GOAL OF THE EXERCISE
Every line with the string "OpenShutter" should be copied from the data.

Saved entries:
impl WritableField {
    pub const ALL: [WritableField; 10] = [
        WritableField::CurrentSetpoint,
        WritableField::VoltageSetpoint,
        WritableField::ExposureHours,
        WritableField::ExposureMinutes,
        WritableField::ExposureSeconds,
        WritableField::WarmupInterval,
        WritableField::WarmupVoltage,
        WritableField::WaterFlowMinimum,
        WritableField::KeypadEnabled,
        WritableField::BeamShutterControl,
    ];

    pub fn key(self) -> &'static str {
        match self {
            WritableField::CurrentSetpoint => "current.setpoint",
            WritableField::VoltageSetpoint => "voltage.setpoint",
            WritableField::ExposureHours => "exposure_timer.hours",
            WritableField::ExposureMinutes => "exposure_timer.minutes",
            WritableField::ExposureSeconds => "exposure_timer.seconds",
            WritableField::WarmupInterval => "warmup.interval",
            WritableField::WarmupVoltage => "warmup.voltage",
            WritableField::WaterFlowMinimum => "water_flow.minimum",
            WritableField::KeypadEnabled => "keypad.enabled",
            WritableField::BeamShutterControl => "beam_shutter.control",
        }
    }

    pub fn allowed_states(self) -> &'static [InstrumentState] {
        match self {
            WritableField::BeamShutterControl => InstrumentState::ANY,
            _ => InstrumentState::OPERATIONAL,
        }
    }

    /// Inclusive range of numeric fields.
    pub fn range(self) -> Option<(i32, i32)> {
        match self {
            WritableField::CurrentSetpoint => Some((0, 80)),
            WritableField::VoltageSetpoint | WritableField::WarmupVoltage => Some((0, 60)),
            WritableField::ExposureHours => Some((0, 99)),
            WritableField::ExposureMinutes | WritableField::ExposureSeconds => Some((0, 59)),
            WritableField::WarmupInterval => Some((0, 4)),
            WritableField::WaterFlowMinimum => Some((181, 250)),
            WritableField::KeypadEnabled => Some((0, 1)),
            WritableField::BeamShutterControl => None,
        }
    }

    /// Command alias for fields written straight to the instrument. Fields
    /// without one are stored and sent later by an action.
    pub fn alias(self) -> Option<&'static str> {
        match self {
            WritableField::CurrentSetpoint => Some("SC:{value};;;;"),
            WritableField::VoltageSetpoint => Some("SV:{value};;;;"),
            WritableField::WaterFlowMinimum => Some("SW:14:{value};;;;"),
            WritableField::KeypadEnabled => Some("KB:{value};;;;"),
            WritableField::BeamShutterControl => Some("CC:{value};;;;"),
            _ => None,
        }
    }

    /// Validate a numeric value against the field's range.
    pub fn check_int(self, value: &FieldValue) -> XrayResult<i32> {
        let v = value.to_int(self.key())?;
        if let Some((min, max)) = self.range() {
            if !(min..=max).contains(&v) {
                return Err(XrayError::OutOfRange {
                    field: self.key(),
                    value: v,
                    min,
                    max,
                });
            }
        }
        Ok(v)
    }

    /// Validate `value` and render the token substituted into the alias.
    pub fn render(self, value: &FieldValue) -> XrayResult<String> {
        match self {
            WritableField::BeamShutterControl => {
                ShutterControl::from_value(value).map(|c| c.wire().to_string())
            }
            WritableField::CurrentSetpoint | WritableField::VoltageSetpoint => {
                self.check_int(value).map(format_setpoint)
            }
            _ => self.check_int(value).map(|v| v.to_string()),
        }
    }
}

impl fmt::Display for WritableField {
    fn fmt(&self, f: &mut fmt::Formatter<'_>) -> fmt::Result {
        f.write_str(self.key())
    }
}

impl FromStr for WritableField {
    type Err = XrayError;

    fn from_str(s: &str) -> Result<Self, Self::Err> {
        WritableField::ALL
            .into_iter()
            .find(|f| f.key() == s)
            .ok_or_else(|| XrayError::UnknownField(s.to_string()))
    }
}

/// A value supplied by the caller.
#[derive(Debug, Clone, PartialEq, Eq, Serialize, Deserialize)]
#[serde(untagged)]
pub enum FieldValue {
    Int(i32),
    Text(String),
}

impl FieldValue {
    pub fn to_int(&self, field: &str) -> XrayResult<i32> {
        match self {
            FieldValue::Int(v) => Ok(*v),
            FieldValue::Text(s) => s.trim().parse().map_err(|_| XrayError::InvalidValue {
                field: field.to_string(),
                reason: format!("'{}' is not an integer", s),
            }),
        }
    }
}

impl From<i32> for FieldValue {
    fn from(v: i32) -> Self {
        FieldValue::Int(v)
    }
}

impl From<bool> for FieldValue {
    fn from(v: bool) -> Self {
        FieldValue::Int(i32::from(v))
    }
}

impl From<&str> for FieldValue {
    fn from(s: &str) -> Self {
        FieldValue::Text(s.to_string())
    }
}

/// Who operates beam shutter 3.
#[derive(Debug, Clone, Copy, PartialEq, Eq, Serialize, Deserialize)]
pub enum ShutterControl {
    Keypad,
    Computer,
}

impl ShutterControl {
    pub fn wire(self) -> &'static str {
        match self {
            ShutterControl::Keypad => "0000",
            ShutterControl::Computer => "0010",
        }
    }

    fn from_value(value: &FieldValue) -> XrayResult<Self> {
        let token = match value {
            FieldValue::Int(v) => format!("{:04}", v),
            FieldValue::Text(s) => s.trim().to_ascii_lowercase(),
        };
        match token.as_str() {
            "0000" | "keypad" => Ok(ShutterControl::Keypad),
            "0010" | "computer" => Ok(ShutterControl::Computer),
            _ => Err(XrayError::InvalidValue {
                field: WritableField::BeamShutterControl.key().to_string(),
                reason: format!("expected 0000 (keypad) or 0010 (computer), got '{}'", token),
            }),
        }
    }
}

/// A parameterless command.
#[derive(Debug, Clone, Copy, PartialEq, Eq, Hash, Serialize, Deserialize)]
pub enum Action {
    On,
    Off,
    /// Send the stored voltage and current setpoints.
    SetVoltageCurrent,
    ExposureTimerOn,
    ExposureTimerOff,
    /// Send the stored exposure duration.
    SetExposureTimer,
    AcknowledgeError,
    /// Send the stored warm-up interval and voltage.
    SetWarmupProgram,
    OpenShutter,
    CloseShutter,
}

impl Action {
    pub const ALL: [Action; 10] = [
        Action::On,
        Action::Off,
        Action::SetVoltageCurrent,
        Action::ExposureTimerOn,
        Action::ExposureTimerOff,
        Action::SetExposureTimer,
        Action::AcknowledgeError,
        Action::SetWarmupProgram,
        Action::OpenShutter,
        Action::CloseShutter,
    ];

    pub fn name(self) -> &'static str {
        match self {
            Action::On => "on",
            Action::Off => "off",
            Action::SetVoltageCurrent => "set_voltage_current",
            Action::ExposureTimerOn => "exposure_timer_on",
            Action::ExposureTimerOff => "exposure_timer_off",
            Action::SetExposureTimer => "set_exposure_timer",
            Action::AcknowledgeError => "acknowledge_error",
            Action::SetWarmupProgram => "set_warmup_program",
            Action::OpenShutter => "open_shutter",
            Action::CloseShutter => "close_shutter",
        }
    }

    pub fn allowed_states(self) -> &'static [InstrumentState] {
        match self {
            Action::On => &[InstrumentState::Off],
            Action::Off => &[InstrumentState::On],
            Action::SetVoltageCurrent
            | Action::ExposureTimerOn
            | Action::ExposureTimerOff
            | Action::SetExposureTimer => InstrumentState::OPERATIONAL,
            Action::AcknowledgeError
            | Action::SetWarmupProgram
            | Action::OpenShutter
            | Action::CloseShutter => InstrumentState::ANY,
        }
    }

    /// Alias of single-command actions. `set_voltage_current` is a sequence
    /// and has none.
    pub fn alias(self) -> Option<&'static str> {
        match self {
            Action::On => Some("HV:1;;;;"),
            Action::Off => Some("HV:0;;;;"),
            Action::SetVoltageCurrent => None,
            Action::ExposureTimerOn => Some("TS:3;;;;"),
            Action::ExposureTimerOff => Some("TE:3;;;;"),
            Action::SetExposureTimer => Some("TP:3,{hours},{minutes},{seconds};;;;"),
            Action::AcknowledgeError => Some("CL;;;;"),
            Action::SetWarmupProgram => Some("WU:{interval},{voltage};;;;"),
            Action::OpenShutter => Some("OS:3;;;;"),
            Action::CloseShutter => Some("CS:3;;;;"),
        }
    }
}

impl fmt::Display for Action {
    fn fmt(&self, f: &mut fmt::Formatter<'_>) -> fmt::Result {
        f.write_str(self.name())
    }
}

impl FromStr for Action {
    type Err = XrayError;

    fn from_str(s: &str) -> Result<Self, Self::Err> {
        Action::ALL
            .into_iter()
            .find(|a| a.name() == s)
            .ok_or_else(|| XrayError::UnknownAction(s.to_string()))
    }
}

/// Stored warm-up program parameters.
#[derive(Debug, Clone, Copy, Default, PartialEq, Eq, Serialize)]
pub struct WarmupProgram {
    pub interval: i32,
    pub voltage_kv: i32,
}

/// Targets held by the controller, in display units.
#[derive(Debug, Clone, Copy, Default, PartialEq, Eq, Serialize)]
pub struct Setpoints {
    pub current_ma: i32,
    pub voltage_kv: i32,
    pub exposure_timer: Hms,
    pub warmup: WarmupProgram,
}

impl Setpoints {
    /// Remember a validated value. Fields the controller does not track are
    /// ignored.
    pub(crate) fn store(&mut self, field: WritableField, value: i32) {
        match field {
            WritableField::CurrentSetpoint => self.current_ma = value,
            WritableField::VoltageSetpoint => self.voltage_kv = value,
            WritableField::ExposureHours => self.exposure_timer.hours = value,
            WritableField::ExposureMinutes => self.exposure_timer.minutes = value,
            WritableField::ExposureSeconds => self.exposure_timer.seconds = value,
            WritableField::WarmupInterval => self.warmup.interval = value,
            WritableField::WarmupVoltage => self.warmup.voltage_kv = value,
            WritableField::WaterFlowMinimum
            | WritableField::KeypadEnabled
            | WritableField::BeamShutterControl => {}
        }
    }
}

/// A quantity read on every poll.
#[derive(Debug, Clone, Copy, PartialEq, Eq, Hash, Serialize)]
pub enum PolledField {
    CurrentTarget,
    CurrentActual,
    VoltageTarget,
    VoltageActual,
    ExposureTarget,
    ExposureActual,
    FaultCode,
    StatusWord(u8),
    WaterFlowMinimum,
    WaterFlowActual,
    WarmupTime,
    Focus,
    Anode,
}

impl PolledField {
    /// Every polled field, in the order one poll cycle reads them.
    pub const ALL: [PolledField; 17] = [
        PolledField::FaultCode,
        PolledField::StatusWord(1),
        PolledField::StatusWord(2),
        PolledField::StatusWord(3),
        PolledField::StatusWord(4),
        PolledField::StatusWord(6),
        PolledField::CurrentTarget,
        PolledField::CurrentActual,
        PolledField::VoltageTarget,
        PolledField::VoltageActual,
        PolledField::ExposureTarget,
        PolledField::ExposureActual,
        PolledField::WaterFlowMinimum,
        PolledField::WaterFlowActual,
        PolledField::WarmupTime,
        PolledField::Focus,
        PolledField::Anode,
    ];

    /// Read-only alias. Status words are queried as `SR:<id>`.
    pub fn alias(self) -> Cow<'static, str> {
        let alias = match self {
            PolledField::StatusWord(id) => {
                return Cow::Owned(format!(";;SR:{:02};*{{value:d}};", id));
            }
            PolledField::CurrentTarget => ";;CN;*{value:d};",
            PolledField::CurrentActual => ";;CA;*{value:d};",
            PolledField::VoltageTarget => ";;VN;*{value:d};",
            PolledField::VoltageActual => ";;VA;*{value:d};",
            PolledField::ExposureTarget => ";;TN:3;*{value:d};",
            PolledField::ExposureActual => ";;TA:3;*{value:d};",
            PolledField::FaultCode => ";;SR:12;*{value:d};",
            PolledField::WaterFlowMinimum => ";;SR:14;*{value:d};",
            PolledField::WaterFlowActual => ";;SR:15;*{value:d};",
            PolledField::WarmupTime => ";;WT;*{value:d};",
            PolledField::Focus => ";;FR;*{value};",
            PolledField::Anode => ";;MR;*{value};",
        };
        Cow::Borrowed(alias)
    }

    pub fn name(self) -> String {
        match self {
            PolledField::CurrentTarget => "current.target".to_string(),
            PolledField::CurrentActual => "current.actual".to_string(),
            PolledField::VoltageTarget => "voltage.target".to_string(),
            PolledField::VoltageActual => "voltage.actual".to_string(),
            PolledField::ExposureTarget => "exposure_timer.target".to_string(),
            PolledField::ExposureActual => "exposure_timer.actual".to_string(),
            PolledField::FaultCode => "status_word.12".to_string(),
            PolledField::StatusWord(id) => format!("status_word.{}", id),
            PolledField::WaterFlowMinimum => "water_flow.minimum".to_string(),
            PolledField::WaterFlowActual => "water_flow.actual".to_string(),
            PolledField::WarmupTime => "warmup.time".to_string(),
            PolledField::Focus => "focus".to_string(),
            PolledField::Anode => "anode".to_string(),
        }
    }
}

OUTPUT BELOW
    OpenShutter,
        Action::OpenShutter,
            Action::OpenShutter => "open_shutter",
            | Action::OpenShutter
            Action::OpenShutter => Some("OS:3;;;;"),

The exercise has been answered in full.